Before AI implementation, define acceptance criteria in plain language: required behavior, non-goals, edge cases, verification steps, and stop conditions. Review then becomes objective: criteria met or not met.
Why Reviews Drift Without Criteria
AI can produce code quickly, but speed can hide ambiguity. If the task is "improve checkout" or "clean up auth," each reviewer interprets success differently.
The result is predictable: long comment threads, mid-review scope changes, and merges that technically pass tests but miss the real outcome users needed.
Acceptance criteria gives you one contract before implementation. The model knows what must be true. The reviewer knows what to check. The team knows when to stop.
What Good Acceptance Criteria Looks Like
- Outcome: one specific behavior that will be true after the change.
- Non-goals: what this task must not change.
- Edge cases: at least two failure or boundary scenarios.
- Verification: exact command(s) or manual path(s) to validate.
- Stop condition: clear rule for when implementation is complete.
Keep criteria short enough to scan. If the list is too broad, split the task before AI writes code.
"Done when tests pass" is not an acceptance criterion. It is a verification method. Criteria should describe behavior and boundaries, not only tooling.
A Reusable Prompt Template
"Before editing code, write acceptance criteria for this task. Include: required outcome, non-goals, at least two edge cases, exact verification steps, and stop condition. Keep it under 10 bullets. Ask for missing context if any criterion cannot be made testable. Do not write code yet."
This prompt forces the model to expose uncertainty early. If criteria cannot be made testable, you have found missing context before any diff exists.
Worked Example: Profile Email Update
Vague request
"Let users change email from settings."
Acceptance criteria version
- Outcome: signed-in users can submit a new email and receive a visible success state.
- Non-goals: no changes to password reset flow, session model, or verification policy.
- Edge case 1: duplicate email shows server error message without clearing form state.
- Edge case 2: malformed email fails client-side validation with existing UI pattern.
- Verification: run account settings tests and perform three manual checks (valid, duplicate, malformed).
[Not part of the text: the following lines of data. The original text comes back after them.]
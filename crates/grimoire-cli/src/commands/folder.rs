//! Folder management CLI commands.

use clap::{Args, Subcommand};
use serde::Serialize;
use tabled::Tabled;

use super::Catalog;
use crate::output::{self, OutputFormat};
use grimoire_core::FolderId;
use grimoire_core::error::AppError;
use grimoire_entity::{DeletionStrategy, Folder, FolderNode};

/// Arguments for folder commands
#[derive(Debug, Args)]
pub struct FolderArgs {
    /// Folder subcommand
    #[command(subcommand)]
    pub command: FolderCommand,
}

/// Folder subcommands
#[derive(Debug, Subcommand)]
pub enum FolderCommand {
    /// Create a folder
    Create {
        /// Folder name
        name: String,
        /// Parent folder ID (defaults to the root)
        #[arg(short, long)]
        parent: Option<i64>,
    },
    /// Rename a folder
    Rename {
        /// Folder ID
        id: i64,
        /// New name
        name: String,
    },
    /// Move a folder under a new parent
    Move {
        /// Folder ID
        id: i64,
        /// New parent folder ID
        parent: i64,
    },
    /// Delete a folder
    Delete {
        /// Folder ID
        id: i64,
        /// Deletion strategy: empty-only, move-to-parent, or recursive
        #[arg(short, long, default_value = "empty-only")]
        strategy: String,
    },
    /// Show folder contents and counts
    Contents {
        /// Folder ID (defaults to the root)
        #[arg(default_value_t = 1)]
        id: i64,
    },
    /// Print the folder tree
    Tree {
        /// Folder ID to start from (defaults to the root)
        #[arg(default_value_t = 1)]
        id: i64,
    },
    /// Resolve a slash-separated path, or print the path of a folder
    Path {
        /// Path such as `Elementalism/Fire`
        #[arg(conflicts_with = "id")]
        path: Option<String>,
        /// Folder ID
        #[arg(long)]
        id: Option<i64>,
    },
}

/// Folder display row for table output
#[derive(Debug, Serialize, Tabled)]
struct FolderRow {
    /// Folder ID
    id: i64,
    /// Name
    name: String,
    /// Parent ID
    parent: String,
    /// Created at
    created_at: String,
}

impl From<&Folder> for FolderRow {
    fn from(folder: &Folder) -> Self {
        Self {
            id: folder.id.get(),
            name: folder.name.clone(),
            parent: folder
                .parent_id
                .map(|p| p.to_string())
                .unwrap_or_else(|| "-".to_string()),
            created_at: folder.created_at.format("%Y-%m-%d %H:%M").to_string(),
        }
    }
}

/// Execute folder commands
pub async fn execute(
    args: &FolderArgs,
    catalog: &Catalog,
    format: OutputFormat,
) -> Result<(), AppError> {
    match &args.command {
        FolderCommand::Create { name, parent } => {
            let id = catalog
                .folders
                .create_folder(name, parent.map(FolderId))
                .await?;
            output::print_success(&format!("Folder '{}' created with ID {}", name.trim(), id));
        }
        FolderCommand::Rename { id, name } => {
            let folder = catalog.folders.rename_folder(FolderId(*id), name).await?;
            output::print_success(&format!("Folder {} renamed to '{}'", id, folder.name));
        }
        FolderCommand::Move { id, parent } => {
            catalog
                .folders
                .move_folder(FolderId(*id), FolderId(*parent))
                .await?;
            let path = catalog.trees.path_of(FolderId(*id)).await?;
            output::print_success(&format!("Folder {} moved to {}", id, path));
        }
        FolderCommand::Delete { id, strategy } => {
            let strategy: DeletionStrategy = strategy.parse()?;
            let outcome = catalog
                .folders
                .delete_folder(FolderId(*id), strategy)
                .await?;

            match format {
                OutputFormat::Json => output::print_json(&outcome),
                OutputFormat::Table => {
                    output::print_success(&format!("Folder {} deleted ({})", id, strategy));
                    output::print_kv("Folders removed", &outcome.folders_removed.to_string());
                    output::print_kv("Spells removed", &outcome.spells_removed.to_string());
                    output::print_kv(
                        "Folders reparented",
                        &outcome.folders_reparented.to_string(),
                    );
                    output::print_kv("Spells reparented", &outcome.spells_reparented.to_string());
                }
            }
        }
        FolderCommand::Contents { id } => {
            let contents = catalog.folders.get_folder_contents(FolderId(*id)).await?;

            match format {
                OutputFormat::Json => output::print_json(&contents),
                OutputFormat::Table => {
                    let path = catalog.trees.path_of(contents.folder.id).await?;
                    println!("{}", path);
                    output::print_kv("Spells", &contents.spell_count.to_string());
                    output::print_kv("Subfolders", &contents.subfolder_count.to_string());
                    output::print_kv("Spells (total)", &contents.total_spell_count.to_string());
                    output::print_kv(
                        "Subfolders (total)",
                        &contents.total_subfolder_count.to_string(),
                    );
                    println!();
                    if contents.is_empty() {
                        println!("Folder is empty.");
                    } else {
                        let rows: Vec<FolderRow> =
                            contents.subfolders.iter().map(FolderRow::from).collect();
                        output::print_list(&rows, format);
                    }
                }
            }
        }
        FolderCommand::Tree { id } => {
            let tree = catalog.trees.get_tree(FolderId(*id)).await?;

            match format {
                OutputFormat::Json => output::print_json(&tree),
                OutputFormat::Table => {
                    print_node(&tree, 0);
                    println!();
                    println!(
                        "{} folders, {} spells",
                        tree.total_folders(),
                        tree.total_spells()
                    );
                }
            }
        }
        FolderCommand::Path { path, id } => match (path, id) {
            (_, Some(id)) => {
                println!("{}", catalog.trees.path_of(FolderId(*id)).await?);
            }
            (Some(path), None) => {
                let folder = catalog
                    .trees
                    .resolve_path(path)
                    .await?
                    .ok_or_else(|| AppError::not_found(format!("No folder at path '{}'", path)))?;
                output::print_list(&[FolderRow::from(&folder)], format);
            }
            (None, None) => {
                return Err(AppError::validation("Provide a path or --id"));
            }
        },
    }

    Ok(())
}

fn print_node(node: &FolderNode, depth: usize) {
    let label = if depth == 0 && node.id.is_root() {
        "/".to_string()
    } else {
        node.name.clone()
    };
    println!(
        "{}{} [{}] ({} spells)",
        "  ".repeat(depth),
        label,
        node.id,
        node.spell_count
    );
    for child in &node.children {
        print_node(child, depth + 1);
    }
}
//! Folder tree structures for hierarchical display.

use serde::{Deserialize, Serialize};

use grimoire_core::FolderId;

/// A node in a folder tree.
#[derive(Debug, Clone, Serialize, Deserialize)]
pub struct FolderNode {
    /// Folder ID.
    pub id: FolderId,
    /// Folder name.
    pub name: String,
    /// Number of child folders.
    pub child_count: u64,
    /// Number of spells filed directly in this folder.
    pub spell_count: u64,
    /// Child folder nodes, ordered by name.
    pub children: Vec<FolderNode>,
}

impl FolderNode {
    /// Total number of folders in this subtree, including this node.
    pub fn total_folders(&self) -> u64 {
        1 + self.children.iter().map(FolderNode::total_folders).sum::<u64>()
    }

    /// Total number of spells in this subtree.
    pub fn total_spells(&self) -> u64 {
        self.spell_count + self.children.iter().map(FolderNode::total_spells).sum::<u64>()
    }
}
- Stop condition: all checks pass and no files outside settings/API boundary were changed.
Now a review can fail for concrete reasons instead of taste. If the form state clears on duplicate email, criteria are unmet regardless of code style.
How Criteria Improves AI Collaboration
- Less scope drift: non-goals reduce opportunistic refactors during implementation.
- Faster reviews: reviewers map changes to explicit checks, not assumptions.
- Better handoffs: another engineer can continue from criteria without replaying prior context.
- Safer merges: stop conditions block "almost done" merges that create hidden cleanup debt.
Criteria does not slow teams down. It removes rework loops caused by unclear task boundaries.
Use Criteria During Review
Once the diff exists, keep the review anchored to the original criteria. Do not ask "Do I like this implementation?" first. Ask whether the change proves the agreed behavior without crossing the agreed boundaries.
- Behavior: does the diff make the required outcome true in the product, API, or workflow?
- Boundaries: did the assistant avoid the listed non-goals and unrelated cleanup?
- Evidence: do the verification notes cover each edge case, not only the happy path?
If any answer is weak, ask the assistant for a smaller follow-up that targets the missing criterion. That keeps review comments tied to observable gaps instead of broad preference.
Combine It With Related Practices
Acceptance criteria works best together with The AI Plan Before Code, The AI Change Budget, The AI Verification Ladder, The AI Code Ownership Checklist, and AI PR Review Checklist Template. Plan defines approach, change budget defines scope, criteria defines done, verification defines confidence, the ownership checklist covers what to inspect at merge time, and the PR template turns all of it into a repo-level artifact.
If your team debates whether a diff is "good enough," you likely have a criteria problem, not a coding problem.